Collected data
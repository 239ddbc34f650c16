use async_trait::async_trait;
use std::collections::BTreeMap;
use std::io::ErrorKind;
use std::path::PathBuf;
use thiserror::Error;
use tokio::sync::Mutex;

#[derive(Debug, Error)]
pub enum StoreError {
    #[error("settings store io error at {path}: {source}")]
    Io {
        path: PathBuf,
        #[source]
        source: std::io::Error,
    },
    #[error("settings store at {path} is not valid JSON: {source}")]
    Parse {
        path: PathBuf,
        #[source]
        source: serde_json::Error,
    },
}

/// Key/value backing store for administrator settings.
#[async_trait]
pub trait SettingsStore: Send + Sync {
    async fn get(&self, key: &str) -> Result<Option<String>, StoreError>;
    async fn set(&self, key: &str, value: &str) -> Result<(), StoreError>;
}

/// Settings kept as a flat JSON object on disk. Every read goes to the file;
/// the cache in front of it decides how often that happens.
pub struct JsonFileStore {
    path: PathBuf,
    write_lock: Mutex<()>,
}

impl JsonFileStore {
    pub fn new(path: impl Into<PathBuf>) -> Self {
        Self { path: path.into(), write_lock: Mutex::new(()) }
    }

    async fn read_all(&self) -> Result<BTreeMap<String, String>, StoreError> {
        match tokio::fs::read(&self.path).await {
            Ok(bytes) if bytes.iter().all(u8::is_ascii_whitespace) => Ok(BTreeMap::new()),
            Ok(bytes) => serde_json::from_slice(&bytes)
                .map_err(|source| StoreError::Parse { path: self.path.clone(), source }),
            Err(e) if e.kind() == ErrorKind::NotFound => Ok(BTreeMap::new()),
            Err(source) => Err(self.io_err(source)),
        }
    }

    fn io_err(&self, source: std::io::Error) -> StoreError {
        StoreError::Io { path: self.path.clone(), source }
    }
}

#[async_trait]
impl SettingsStore for JsonFileStore {
    async fn get(&self, key: &str) -> Result<Option<String>, StoreError> {
        Ok(self.read_all().await?.remove(key))
    }

    async fn set(&self, key: &str, value: &str) -> Result<(), StoreError> {
        let _guard = self.write_lock.lock().await;
        let mut all = self.read_all().await?;
        all.insert(key.to_string(), value.to_string());
        let body = serde_json::to_vec_pretty(&all)
            .map_err(|source| StoreError::Parse { path: self.path.clone(), source })?;

        if let Some(parent) = self.path.parent().filter(|p| !p.as_os_str().is_empty()) {
            tokio::fs::create_dir_all(parent).await.map_err(|e| self.io_err(e))?;
        }
        let tmp = self.path.with_extension("json.tmp");
        tokio::fs::write(&tmp, body).await.map_err(|e| self.io_err(e))?;
        tokio::fs::rename(&tmp, &self.path).await.map_err(|e| self.io_err(e))?;
        tracing::info!(key = key, path = %self.path.display(), "setting stored");
        Ok(())
    }
}

/// In-memory store that counts reads, for exercising the cache.
#[cfg(test)]
#[derive(Default)]
pub struct MemoryStore {
    values: std::sync::Mutex<std::collections::HashMap<String, String>>,
    queries: std::sync::atomic::AtomicUsize,
    fail_set_on: Option<&'static str>,
}

#[cfg(test)]
impl MemoryStore {
    pub fn with(pairs: &[(&str, &str)]) -> Self {
        let store = Self::default();
        for (k, v) in pairs {
            store.values.lock().unwrap().insert(k.to_string(), v.to_string());
        }
        store
    }

    /// Makes `set` fail for `key`, leaving earlier writes in place.
    pub fn failing_on(mut self, key: &'static str) -> Self {
        self.fail_set_on = Some(key);
        self
    }

    pub fn queries(&self) -> usize {
        self.queries.load(std::sync::atomic::Ordering::SeqCst)
    }
}

#[cfg(test)]
#[async_trait]
impl SettingsStore for MemoryStore {
    async fn get(&self, key: &str) -> Result<Option<String>, StoreError> {
        self.queries.fetch_add(1, std::sync::atomic::Ordering::SeqCst);
        Ok(self.values.lock().unwrap().get(key).cloned())
    }

    async fn set(&self, key: &str, value: &str) -> Result<(), StoreError> {
        if self.fail_set_on.is_some_and(|k| k == key) {
            return Err(StoreError::Io {
                path: PathBuf::from("memory"),
                source: std::io::Error::new(ErrorKind::Other, "write refused"),
            });
        }
        self.values.lock().unwrap().insert(key.to_string(), value.to_string());
        Ok(())
    }
}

- PROBLEM DESCRIPTION -
After reading the lines above, reproduce them all exactly.

- RESULT BELOW -
repository 239ddbc34f650c16
use async_trait::async_trait;
use std::collections::BTreeMap;
use std::io::ErrorKind;
use std::path::PathBuf;
use thiserror::Error;
use tokio::sync::Mutex;

#[derive(Debug, Error)]
pub enum StoreError {
    #[error("settings store io error at {path}: {source}")]
    Io {
        path: PathBuf,
        #[source]
        source: std::io::Error,
    },
    #[error("settings store at {path} is not valid JSON: {source}")]
    Parse {
        path: PathBuf,
        #[source]
        source: serde_json::Error,
    },
}

/// Key/value backing store for administrator settings.
#[async_trait]
pub trait SettingsStore: Send + Sync {
    async fn get(&self, key: &str) -> Result<Option<String>, StoreError>;
    async fn set(&self, key: &str, value: &str) -> Result<(), StoreError>;
}

/// Settings kept as a flat JSON object on disk. Every read goes to the file;
/// the cache in front of it decides how often that happens.
pub struct JsonFileStore {
    path: PathBuf,
    write_lock: Mutex<()>,
}

impl JsonFileStore {
    pub fn new(path: impl Into<PathBuf>) -> Self {
        Self { path: path.into(), write_lock: Mutex::new(()) }
    }

    async fn read_all(&self) -> Result<BTreeMap<String, String>, StoreError> {
        match tokio::fs::read(&self.path).await {
            Ok(bytes) if bytes.iter().all(u8::is_ascii_whitespace) => Ok(BTreeMap::new()),
            Ok(bytes) => serde_json::from_slice(&bytes)
                .map_err(|source| StoreError::Parse { path: self.path.clone(), source }),
            Err(e) if e.kind() == ErrorKind::NotFound => Ok(BTreeMap::new()),
            Err(source) => Err(self.io_err(source)),
        }
    }

    fn io_err(&self, source: std::io::Error) -> StoreError {
        StoreError::Io { path: self.path.clone(), source }
    }
}

#[async_trait]
impl SettingsStore for JsonFileStore {
    async fn get(&self, key: &str) -> Result<Option<String>, StoreError> {
        Ok(self.read_all().await?.remove(key))
    }

    async fn set(&self, key: &str, value: &str) -> Result<(), StoreError> {
        let _guard = self.write_lock.lock().await;
        let mut all = self.read_all().await?;
        all.insert(key.to_string(), value.to_string());
        let body = serde_json::to_vec_pretty(&all)
            .map_err(|source| StoreError::Parse { path: self.path.clone(), source })?;

        if let Some(parent) = self.path.parent().filter(|p| !p.as_os_str().is_empty()) {
            tokio::fs::create_dir_all(parent).await.map_err(|e| self.io_err(e))?;
        }
        let tmp = self.path.with_extension("json.tmp");
        tokio::fs::write(&tmp, body).await.map_err(|e| self.io_err(e))?;
        tokio::fs::rename(&tmp, &self.path).await.map_err(|e| self.io_err(e))?;
        tracing::info!(key = key, path = %self.path.display(), "setting stored");
        Ok(())
    }
}

/// In-memory store that counts reads, for exercising the cache.
#[cfg(test)]
#[derive(Default)]
pub struct MemoryStore {
    values: std::sync::Mutex<std::collections::HashMap<String, String>>,
    queries: std::sync::atomic::AtomicUsize,
    fail_set_on: Option<&'static str>,
}

#[cfg(test)]
impl MemoryStore {
    pub fn with(pairs: &[(&str, &str)]) -> Self {
        let store = Self::default();
        for (k, v) in pairs {
            store.values.lock().unwrap().insert(k.to_string(), v.to_string());
        }
        store
    }

    /// Makes `set` fail for `key`, leaving earlier writes in place.
    pub fn failing_on(mut self, key: &'static str) -> Self {
        self.fail_set_on = Some(key);
        self
    }

    pub fn queries(&self) -> usize {
        self.queries.load(std::sync::atomic::Ordering::SeqCst)
    }
}

#[cfg(test)]
#[async_trait]
impl SettingsStore for MemoryStore {
    async fn get(&self, key: &str) -> Result<Option<String>, StoreError> {
        self.queries.fetch_add(1, std::sync::atomic::Ordering::SeqCst);
        Ok(self.values.lock().unwrap().get(key).cloned())
    }

    async fn set(&self, key: &str, value: &str) -> Result<(), StoreError> {
        if self.fail_set_on.is_some_and(|k| k == key) {
            return Err(StoreError::Io {
                path: PathBuf::from("memory"),
                source: std::io::Error::new(ErrorKind::Other, "write refused"),
            });
        }
        self.values.lock().unwrap().insert(key.to_string(), value.to_string());
        Ok(())
    }
}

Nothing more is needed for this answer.